Российские наследники Плевако медленно, но верно превращаются в правозащитников и политиков, отстаивающих интересы своих клиентов не только в суде, но и в глазах широких слоев граждан. Конечно, речь не идет обо всех адвокатах поголовно, но об очень и очень многих. Вадим Прохоров, Анатолий Кучерена, Елена Лукьянова, Дмитрий Аграновский, Марк Фейгин, Генри Резник, Юрий Иванов — да всех и не перечислить — давно уже воспринимаются как общественные деятели.

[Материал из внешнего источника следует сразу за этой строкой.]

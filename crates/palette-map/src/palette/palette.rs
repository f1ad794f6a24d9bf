//! Palette table with precomputed Lab references and nearest-entry matching.
//!
//! This module provides the core `Palette` type: an immutable, ordered table
//! mapping RGB color keys to renderer tokens, with perceptual (CIE Lab)
//! nearest-entry search, a byte-exact fast path, and a fixed fallback entry
//! for transparent pixels.

use std::collections::HashMap;
use std::str::FromStr;

use super::error::PaletteError;
use crate::color::{Lab, Rgb, Rgba};

/// Atlas width used when assigning tokens to dynamically built palettes.
///
/// Matches the fixed-format atlas layout: entry `i` sits at column `i % 16`,
/// row `i / 16` of the palette texture.
pub const ATLAS_WIDTH: usize = 16;

#[cfg(test)]
thread_local! {
    /// Counts invocations of the nearest-entry Lab scan. Lets tests assert
    /// that the exact-match and alpha fast paths never touch the distance
    /// computation.
    pub(crate) static NEAREST_SCANS: std::cell::Cell<usize> =
        const { std::cell::Cell::new(0) };
}

/// One palette table row: an RGB color key and the token the renderer
/// resolves it to.
///
/// The token is an atlas lookup coordinate in `"u:v"` form; this crate
/// treats it as an opaque string so the wire format is byte-stable.
#[derive(Debug, Clone, PartialEq, Eq)]
pub struct PaletteEntry {
    /// 24-bit RGB color key, unique within the table.
    pub key: Rgb,
    /// Renderer token emitted for cells matched to this entry.
    pub token: String,
}

/// An immutable color palette with perceptual matching.
///
/// `Palette` is populated once at construction and never mutated. Entry
/// order is significant twice over: it is the iteration order for
/// nearest-entry search (and therefore the deterministic tie-break order),
/// and it is the atlas ordinal for dynamically built tables.
///
/// # Precomputation
///
/// Construction eagerly computes, exactly once per entry:
///
/// - the CIE Lab reference used for perceptual distance,
/// - a byte-exact key index for the fast path,
/// - the fallback entry (nearest to opaque white) used for every pixel
///   with alpha below 255.
///
/// This makes per-pixel matching cheap and keeps a converter instance
/// safely shareable across concurrent conversions (all methods take
/// `&self`).
///
/// # Example
///
/// ```
/// use palette_map::Palette;
///
/// let palette = Palette::from_table(&[
///     ("#000000", "0.0:0.0"),
///     ("#FFFFFF", "0.0625:0.0"),
/// ]).unwrap();
///
/// assert_eq!(palette.len(), 2);
/// ```
#[derive(Debug, Clone)]
pub struct Palette {
    entries: Vec<PaletteEntry>,
    /// Lab reference per entry, same order as `entries`.
    labs: Vec<Lab>,
    /// Byte-exact key lookup for the fast path.
    exact: HashMap<[u8; 3], usize>,
    /// Entry every non-opaque pixel maps to (nearest to white).
    fallback: usize,
}

impl Palette {
    /// Create a palette from owned entries.
    ///
    /// # Errors
    ///
    /// - [`PaletteError::EmptyTable`] if `entries` is empty
    /// - [`PaletteError::DuplicateKey`] if two entries share an RGB key
    pub fn new(entries: Vec<PaletteEntry>) -> Result<Self, PaletteError> {
        if entries.is_empty() {
            return Err(PaletteError::EmptyTable);
        }

        let mut exact = HashMap::with_capacity(entries.len());
        for (i, entry) in entries.iter().enumerate() {
            if exact.insert(entry.key.to_bytes(), i).is_some() {
                return Err(PaletteError::DuplicateKey { index: i });
            }
        }

        let labs: Vec<Lab> = entries.iter().map(|e| Lab::from(e.key)).collect();

        let mut palette = Self {
            entries,
            labs,
            exact,
            fallback: 0,
        };
        // Transparent pixels map to the entry nearest to the white background.
        palette.fallback = palette.nearest(Lab::from(Rgb::new(255, 255, 255)));
        Ok(palette)
    }

    /// Create a palette from `(hex key, token)` table rows.
    ///
    /// This is the constructor used for the built-in wire-format table and
    /// for test fixtures.
    ///
    /// # Errors
    ///
    /// Returns [`PaletteError::ParseColor`] for invalid hex strings, plus
    /// the validation errors of [`Palette::new`].
    ///
    /// # Example
    ///
    /// ```
    /// use palette_map::Palette;
    ///
    /// let palette = Palette::from_table(&[
    ///     ("ff0000", "0.0:0.0"),
    ///     ("00ff00", "0.0625:0.0"),
    /// ]).unwrap();
    /// assert_eq!(palette.token(0), "0.0:0.0");
    /// ```
    pub fn from_table(rows: &[(&str, &str)]) -> Result<Self, PaletteError> {
        let entries = rows
            .iter()
            .map(|&(hex, token)| {
                Ok(PaletteEntry {
                    key: Rgb::from_str(hex)?,
                    token: token.to_string(),
                })
            })
            .collect::<Result<Vec<_>, PaletteError>>()?;
        Self::new(entries)
    }

    /// Build a palette from the unique opaque colors of an already-resampled
    /// pixel buffer (legacy dynamic-palette path).
    ///
    /// Colors are collected in first-encountered scan order and assigned
    /// atlas tokens by ordinal in a [`ATLAS_WIDTH`]-column texture, the way
    /// the renderer's generated palette textures are laid out. The resulting
    /// token set is only meaningful together with that generated texture;
    /// the fixed wire-format table is the primary path.
    ///
    /// # Errors
    ///
    /// [`PaletteError::EmptyTable`] if `pixels` contains no opaque pixel.
    pub fn from_image_colors(pixels: &[Rgba]) -> Result<Self, PaletteError> {
        let mut seen = HashMap::new();
        let mut colors: Vec<Rgb> = Vec::new();
        for px in pixels.iter().filter(|p| p.is_opaque()) {
            let rgb = px.rgb();
            if seen.insert(rgb.to_bytes(), ()).is_none() {
                colors.push(rgb);
            }
        }

        let rows = colors.len().div_ceil(ATLAS_WIDTH);
        let entries = colors
            .into_iter()
            .enumerate()
            .map(|(i, key)| PaletteEntry {
                key,
                token: atlas_token(i % ATLAS_WIDTH, i / ATLAS_WIDTH, ATLAS_WIDTH, rows),
            })
            .collect();
        Self::new(entries)
    }

    /// Returns the number of entries in the palette.
    #[inline]
    pub fn len(&self) -> usize {
        self.entries.len()
    }

    /// Returns true if the palette is empty.
    ///
    /// Note: always `false` since empty tables are rejected at construction.
    #[inline]
    pub fn is_empty(&self) -> bool {
        self.entries.is_empty()
    }

    /// The RGB key of the entry at `idx`.
    #[inline]
    pub fn key(&self, idx: usize) -> Rgb {
        self.entries[idx].key
    }

    /// The renderer token of the entry at `idx`.
    #[inline]
    pub fn token(&self, idx: usize) -> &str {
        &self.entries[idx].token
    }

    /// The Lab reference of the entry at `idx`.
    #[inline]
    pub fn lab(&self, idx: usize) -> Lab {
        self.labs[idx]
    }

    /// Index of the fallback entry used for non-opaque pixels.
    #[inline]
    pub fn fallback_index(&self) -> usize {
        self.fallback
    }

    /// Iterate over entries in canonical (construction) order.
    pub fn entries(&self) -> impl Iterator<Item = &PaletteEntry> {
        self.entries.iter()
    }

    /// Match one pixel to a palette entry, returning the entry index.
    ///
    /// Decision order:
    ///
    /// 1. **Alpha policy**: any pixel with alpha below 255 maps to the fixed
    ///    fallback entry; its RGB value is never inspected.
    /// 2. **Exact-match fast path**: a pixel whose RGB triplet equals a key
    ///    bit-for-bit returns that entry with no Lab conversion or distance
    ///    computation. Pure optimization: the general path would pick the
    ///    same entry at distance zero.
    /// 3. **Nearest perceptual match**: convert to Lab and linear-scan all
    ///    references. Ties break to the first entry in construction order.
    ///
    /// # Example
    ///
    /// ```
    /// use palette_map::{Palette, Rgba};
    ///
    /// let palette = Palette::from_table(&[
    ///     ("#000000", "0.0:0.0"),
    ///     ("#FFFFFF", "0.5:0.0"),
    /// ]).unwrap();
    ///
    /// // Near-black opaque pixel matches black
    /// assert_eq!(palette.match_index(Rgba::new(10, 5, 12, 255)), 0);
    /// // Transparent pixel takes the fallback (white here), RGB ignored
    /// assert_eq!(palette.match_index(Rgba::new(10, 5, 12, 0)), 1);
    /// ```
    #[inline]
    pub fn match_index(&self, pixel: Rgba) -> usize {
        if !pixel.is_opaque() {
            return self.fallback;
        }
        if let Some(&idx) = self.exact.get(&pixel.rgb().to_bytes()) {
            return idx;
        }
        self.nearest(Lab::from(pixel.rgb()))
    }

    /// Match one pixel and return the winning entry's token.
    #[inline]
    pub fn match_token(&self, pixel: Rgba) -> &str {
        self.token(self.match_index(pixel))
    }

    /// Nearest entry to `lab` by squared Euclidean Lab distance.
    ///
    /// Strict `<` comparison over construction order: the first entry at the
    /// minimum distance wins, deterministically.
    fn nearest(&self, lab: Lab) -> usize {
        #[cfg(test)]
        NEAREST_SCANS.with(|c| c.set(c.get() + 1));

        let mut best_idx = 0;
        let mut best_dist = f32::MAX;
        for (i, &reference) in self.labs.iter().enumerate() {
            let dist = lab.distance_squared(reference);
            if dist < best_dist {
                best_dist = dist;
                best_idx = i;
            }
        }
        best_idx
    }
}

/// Format an atlas coordinate token for column `x`, row `y` of a
/// `cols` x `rows` palette texture.
///
/// Tokens always carry a decimal point (`"0.0:0.5"`, never `"0:0.5"`) to
/// stay byte-compatible with the renderer's float formatting.
pub(crate) fn atlas_token(x: usize, y: usize, cols: usize, rows: usize) -> String {
    let u = x as f64 / cols as f64;
    let v = y as f64 / rows.max(1) as f64;
    format!("{}:{}", format_uv(u), format_uv(v))
}

fn format_uv(value: f64) -> String {
    if value.fract() == 0.0 {
        format!("{value:.1}")
    } else {
        format!("{value}")
    }
}
//! PNG decoding and encoding.
//!
//! Decodes arbitrary PNG files (any color type / bit depth) to RGBA8 for the
//! converter, and encodes the two preview artifacts: the resized grid image
//! and the palette atlas texture.

use std::fs::File;
use std::io::BufWriter;
use std::path::Path;

use palette_map::{Palette, Rgba, ATLAS_WIDTH};

use crate::error::{ConvertError, PersistError};

/// Decode a PNG file into RGBA8 pixels.
///
/// Grayscale, indexed, and RGB inputs are expanded; missing alpha becomes
/// fully opaque. 16-bit channels are reduced to 8 bits.
///
/// # Errors
///
/// - [`ConvertError::InputNotFound`] if `path` does not exist
/// - [`ConvertError::Decode`] if the file is not a decodable PNG
pub fn load_rgba(path: &Path) -> Result<(Vec<Rgba>, usize, usize), ConvertError> {
    if !path.exists() {
        return Err(ConvertError::InputNotFound(path.to_path_buf()));
    }

    let mut decoder = png::Decoder::new(File::open(path)?);
    decoder.set_transformations(png::Transformations::normalize_to_color8());
    let mut reader = decoder.read_info()?;

    let mut buf = vec![0u8; reader.output_buffer_size()];
    let info = reader.next_frame(&mut buf)?;
    let bytes = &buf[..info.buffer_size()];

    let width = info.width as usize;
    let height = info.height as usize;
    let pixels = match info.color_type {
        png::ColorType::Rgba => bytes
            .chunks_exact(4)
            .map(|c| Rgba::new(c[0], c[1], c[2], c[3]))
            .collect(),
        png::ColorType::Rgb => bytes
            .chunks_exact(3)
            .map(|c| Rgba::new(c[0], c[1], c[2], 255))
            .collect(),
        png::ColorType::GrayscaleAlpha => bytes
            .chunks_exact(2)
            .map(|c| Rgba::new(c[0], c[0], c[0], c[1]))
            .collect(),
        png::ColorType::Grayscale => bytes.iter().map(|&v| Rgba::new(v, v, v, 255)).collect(),
        // normalize_to_color8 expands indexed PNGs to RGB/RGBA
        png::ColorType::Indexed => bytes
            .chunks_exact(3)
            .map(|c| Rgba::new(c[0], c[1], c[2], 255))
            .collect(),
    };

    Ok((pixels, width, height))
}

/// Encode RGBA8 pixels to a PNG file.
///
/// # Errors
///
/// [`PersistError`] on filesystem or encoding failure; the caller treats
/// this as recoverable.
pub fn write_rgba_png(
    path: &Path,
    pixels: &[Rgba],
    width: usize,
    height: usize,
) -> Result<(), PersistError> {
    let artifact = path.display().to_string();
    let file = File::create(path).map_err(|source| PersistError::Write {
        artifact: artifact.clone(),
        source,
    })?;

    let mut encoder = png::Encoder::new(BufWriter::new(file), width as u32, height as u32);
    encoder.set_color(png::ColorType::Rgba);
    encoder.set_depth(png::BitDepth::Eight);

    let mut data = Vec::with_capacity(pixels.len() * 4);
    for px in pixels {
        data.extend_from_slice(&[px.r, px.g, px.b, px.a]);
    }

    let mut writer = encoder
        .write_header()
        .map_err(|source| PersistError::PngEncode {
            artifact: artifact.clone(),
            source,
        })?;
    writer
        .write_image_data(&data)
        .map_err(|source| PersistError::PngEncode { artifact, source })?;
    Ok(())
}

/// Render the palette atlas texture: entry `i` at column `i % 16`,
/// row `i / 16`, unused cells fully transparent.
///
/// This is the texture the renderer samples with the emitted `u:v` tokens.
pub fn palette_atlas(palette: &Palette) -> (Vec<Rgba>, usize, usize) {
    let rows = palette.len().div_ceil(ATLAS_WIDTH);
    let mut pixels = vec![Rgba::new(0, 0, 0, 0); ATLAS_WIDTH * rows];
    for (i, entry) in palette.entries().enumerate() {
        pixels[i] = Rgba::opaque(entry.key);
    }
    (pixels, ATLAS_WIDTH, rows)
}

Нельзя сказать, что это исключительное российское новшество. Адвокатами были и Линкольн, и Робеспьер, и Керенский, и Кастро, да и Ленин провел несколько процессов. Но их путь в политику был связан прежде всего с их личными качествами от харизмы до ораторских талантов. А в нашей стране, похоже, у защитников просто нет иного выхода: о состязательности правосудия речи давно уже не идет, вот и приходится апеллировать к общественному мнению, вместо того чтобы в рамках юриспруденции доказывать невиновность подзащитного или ошибки следствия, как это бывает в США.
В Штатах, кстати, и сторона обвинения не менее известна гражданам. Многих прокуроров знают по именам и выигранным делам, они такие же медиаперсоны, что превращает судебный процесс и околосудебные дискуссии в увлекательнейшую, но равную войну сторон, за которой следят тысячи людей. Так было, например, с делом О. Джей Симпсона, да и с множеством других громких процессов.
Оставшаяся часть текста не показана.